▸ What to produce
From the data that follows, copy every line with the string "PageSession".

▸ Data provided
_ _ _ _ _

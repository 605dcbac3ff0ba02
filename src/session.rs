/// file: src/session.rs
/// description: PageSession contract and the headless-Chromium implementation.
/// Page session — one browser context driven one page at a time.
///
/// The harvester only talks to the `PageSession` trait; everything that needs
/// a real DOM (scroll-container discovery, text extraction) lives behind it.
use crate::config::SessionConfig;
use crate::models::AppError;
use async_trait::async_trait;
use chromiumoxide::Page;
use chromiumoxide::browser::{Browser, BrowserConfig};
use chromiumoxide::cdp::browser_protocol::network::CookieParam;
use futures::StreamExt;
use serde::Deserialize;
use serde::de::DeserializeOwned;
use std::path::Path;
use std::time::Duration;
use tokio::task::JoinHandle;
use tokio::time::Instant;
use tracing::{debug, info, warn};

/// Interval between DOM polls while waiting for an element to (dis)appear.
pub const POLL_INTERVAL: Duration = Duration::from_millis(100);

// ---------------------------------------------------------------------------
// Contract
// ---------------------------------------------------------------------------

#[async_trait]
pub trait PageSession: Send {
    /// Navigate to `url` and wait until the DOM content is loaded.
    async fn load(&mut self, url: &str) -> Result<(), AppError>;

    /// Number of elements currently matching `selector`.
    async fn count_items(&mut self, selector: &str) -> Result<usize, AppError>;

    /// Inner text of every element matching `selector`, in DOM order.
    async fn read_item_texts(&mut self, selector: &str) -> Result<Vec<String>, AppError>;

    /// Scroll the nearest scrollable ancestor of the first `anchor_selector`
    /// match by one viewport, falling back to the document scroller.
    async fn scroll_one_viewport(&mut self, anchor_selector: &str) -> Result<(), AppError>;

    /// Poll until `selector` is present (or absent when `present` is false).
    /// Returns `false` when `timeout` elapses first.
    async fn wait_for_presence(
        &mut self,
        selector: &str,
        present: bool,
        timeout: Duration,
    ) -> Result<bool, AppError> {
        let deadline = Instant::now() + timeout;
        loop {
            let attached = self.count_items(selector).await? > 0;
            if attached == present {
                return Ok(true);
            }
            if Instant::now() >= deadline {
                return Ok(false);
            }
            tokio::time::sleep(POLL_INTERVAL).await;
        }
    }

    /// Block until at least one `selector` match is attached.
    async fn wait_for_any_item(
        &mut self,
        selector: &str,
        timeout: Duration,
    ) -> Result<(), AppError> {
        if self.wait_for_presence(selector, true, timeout).await? {
            Ok(())
        } else {
            Err(AppError::SelectorTimeout {
                selector: selector.to_string(),
                timeout_ms: timeout.as_millis() as u64,
            })
        }
    }
}

// ---------------------------------------------------------------------------
// Chromium
// ---------------------------------------------------------------------------

pub struct ChromiumSession {
    browser: Browser,
    handler: JoinHandle<()>,
    page: Option<Page>,
    cookies: Vec<CookieParam>,
    navigation_timeout: Duration,
}

impl ChromiumSession {
    pub async fn launch(cfg: &SessionConfig) -> Result<Self, AppError> {
        let cookies = match &cfg.storage_state_path {
            Some(path) => load_storage_cookies(path)?,
            None => {
                warn!("STORAGE_STATE_PATH not set; browsing without an authenticated session");
                Vec::new()
            }
        };

        let mut builder = BrowserConfig::builder()
            .arg("--no-sandbox")
            .arg("--disable-setuid-sandbox")
            .arg("--disable-dev-shm-usage")
            .arg("--disable-gpu");
        if !cfg.headless {
            builder = builder.with_head();
        }
        if let Some(path) = &cfg.chrome_executable {
            builder = builder.chrome_executable(path);
        }

        let browser_cfg = builder
            .build()
            .map_err(|e| AppError::Browser(format!("Browser config error: {e}")))?;

        let (browser, mut handler) = Browser::launch(browser_cfg)
            .await
            .map_err(|e| AppError::Browser(format!("Browser launch failed: {e}")))?;

        let handler = tokio::spawn(async move { while handler.next().await.is_some() {} });

        info!(
            headless = cfg.headless,
            cookies = cookies.len(),
            "Browser session started"
        );

        Ok(Self {
            browser,
            handler,
            page: None,
            cookies,
            navigation_timeout: cfg.navigation_timeout,
        })
    }

    pub async fn shutdown(mut self) {
        self.close_page().await;
        if let Err(e) = self.browser.close().await {
            warn!(error = %e, "Browser close error");
        }
        self.handler.abort();
    }

    async fn close_page(&mut self) {
        if let Some(page) = self.page.take()
            && let Err(e) = page.close().await
        {
            debug!(error = %e, "Page close error (tab leak)");
        }
    }

    fn page(&self) -> Result<&Page, AppError> {
        self.page
            .as_ref()
            .ok_or_else(|| AppError::Browser("no page loaded".to_string()))
    }

    async fn eval<T: DeserializeOwned>(&self, script: String) -> Result<T, AppError> {
        let result = self
            .page()?
            .evaluate(script)
            .await
            .map_err(|e| AppError::Browser(format!("Script evaluation failed: {e}")))?;
        result
            .into_value()
            .map_err(|e| AppError::Browser(format!("Unexpected script result: {e}")))
    }
}

#[async_trait]
impl PageSession for ChromiumSession {
    async fn load(&mut self, url: &str) -> Result<(), AppError> {
        self.close_page().await;

        let page = self
            .browser
            .new_page("about:blank")
            .await
            .map_err(|e| AppError::Browser(format!("Failed to open page: {e}")))?;
        if !self.cookies.is_empty() {
            page.set_cookies(self.cookies.clone())
                .await
                .map_err(|e| AppError::Browser(format!("Failed to set cookies: {e}")))?;
        }

        let outcome = tokio::time::timeout(self.navigation_timeout, navigate(&page, url)).await;
        self.page = Some(page);

        match outcome {
            Ok(Ok(())) => Ok(()),
            Ok(Err(reason)) => Err(AppError::Navigation {
                url: url.to_string(),
                reason,
            }),
            Err(_) => Err(AppError::Navigation {
                url: url.to_string(),
                reason: format!(
                    "DOM content not loaded within {} s",
                    self.navigation_timeout.as_secs()
                ),
            }),
        }
    }

    async fn count_items(&mut self, selector: &str) -> Result<usize, AppError> {
        self.eval(count_script(selector)?).await
    }

    async fn read_item_texts(&mut self, selector: &str) -> Result<Vec<String>, AppError> {
        self.eval(texts_script(selector)?).await
    }

    async fn scroll_one_viewport(&mut self, anchor_selector: &str) -> Result<(), AppError> {
        let container: Option<String> = self.eval(scroll_script(anchor_selector)?).await?;
        debug!(container = container.as_deref().unwrap_or("<none>"), "Scrolled one viewport");
        Ok(())
    }
}

/// Navigate and poll `document.readyState` until the DOM content is loaded.
async fn navigate(page: &Page, url: &str) -> Result<(), String> {
    page.goto(url).await.map_err(|e| e.to_string())?;
    loop {
        let state: String = page
            .evaluate("document.readyState")
            .await
            .map_err(|e| e.to_string())?
            .into_value()
            .map_err(|e| e.to_string())?;
        if state != "loading" {
            return Ok(());
        }
        tokio::time::sleep(POLL_INTERVAL).await;
    }
}

// ---------------------------------------------------------------------------
// Scripts
// ---------------------------------------------------------------------------

fn js_string(s: &str) -> Result<String, AppError> {
    Ok(serde_json::to_string(s)?)
}

fn count_script(selector: &str) -> Result<String, AppError> {
    Ok(format!(
        "document.querySelectorAll({}).length",
        js_string(selector)?
    ))
}

fn texts_script(selector: &str) -> Result<String, AppError> {
    Ok(format!(
        "Array.from(document.querySelectorAll({}), el => el.innerText ?? '')",
        js_string(selector)?
    ))
}

/// Returns a short description of the element that was scrolled, or `null`
/// when the anchor is missing.
fn scroll_script(anchor_selector: &str) -> Result<String, AppError> {
    Ok(format!(
        r#"(() => {{
    const anchor = document.querySelector({anchor});
    if (!anchor) return null;
    let box = document.scrollingElement;
    let label = 'document';
    for (let el = anchor; el && el !== document.documentElement; el = el.parentElement) {{
        const st = window.getComputedStyle(el);
        if ((st.overflowY === 'auto' || st.overflowY === 'scroll') &&
            el.scrollHeight > el.clientHeight) {{
            box = el;
            label = el.id || el.className || '<anonymous>';
            break;
        }}
    }}
    box.scrollBy({{ top: box.clientHeight, behavior: 'instant' }});
    return String(label);
}})()"#,
        anchor = js_string(anchor_selector)?
    ))
}

// ---------------------------------------------------------------------------
// Storage state
// ---------------------------------------------------------------------------

#[derive(Debug, Deserialize)]
struct StorageState {
    #[serde(default)]
    cookies: Vec<StoredCookie>,
}

#[derive(Debug, Deserialize)]
#[serde(rename_all = "camelCase")]
struct StoredCookie {
    name: String,
    value: String,
    #[serde(default)]
    domain: Option<String>,
    #[serde(default)]
    path: Option<String>,
    #[serde(default)]
    secure: bool,
    #[serde(default)]
    http_only: bool,
}

fn parse_storage_state(raw: &str) -> Result<Vec<StoredCookie>, AppError> {
    let state: StorageState = serde_json::from_str(raw)?;
    Ok(state.cookies)
}

fn load_storage_cookies(path: &Path) -> Result<Vec<CookieParam>, AppError> {
    let raw = std::fs::read_to_string(path)?;
    parse_storage_state(&raw)?
        .into_iter()
        .map(|c| {
            let mut b = CookieParam::builder()
                .name(c.name)
                .value(c.value)
                .secure(c.secure)
                .http_only(c.http_only);
            if let Some(domain) = c.domain {
                b = b.domain(domain);
            }
            if let Some(path) = c.path {
                b = b.path(path);
            }
            b.build()
                .map_err(|e| AppError::Config(format!("Invalid cookie in storage state: {e}")))
        })
        .collect()
}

_ _ _ _ _

▸ Solution to the exercise
/// description: PageSession contract and the headless-Chromium implementation.
/// The harvester only talks to the `PageSession` trait; everything that needs
pub trait PageSession: Send {
impl PageSession for ChromiumSession {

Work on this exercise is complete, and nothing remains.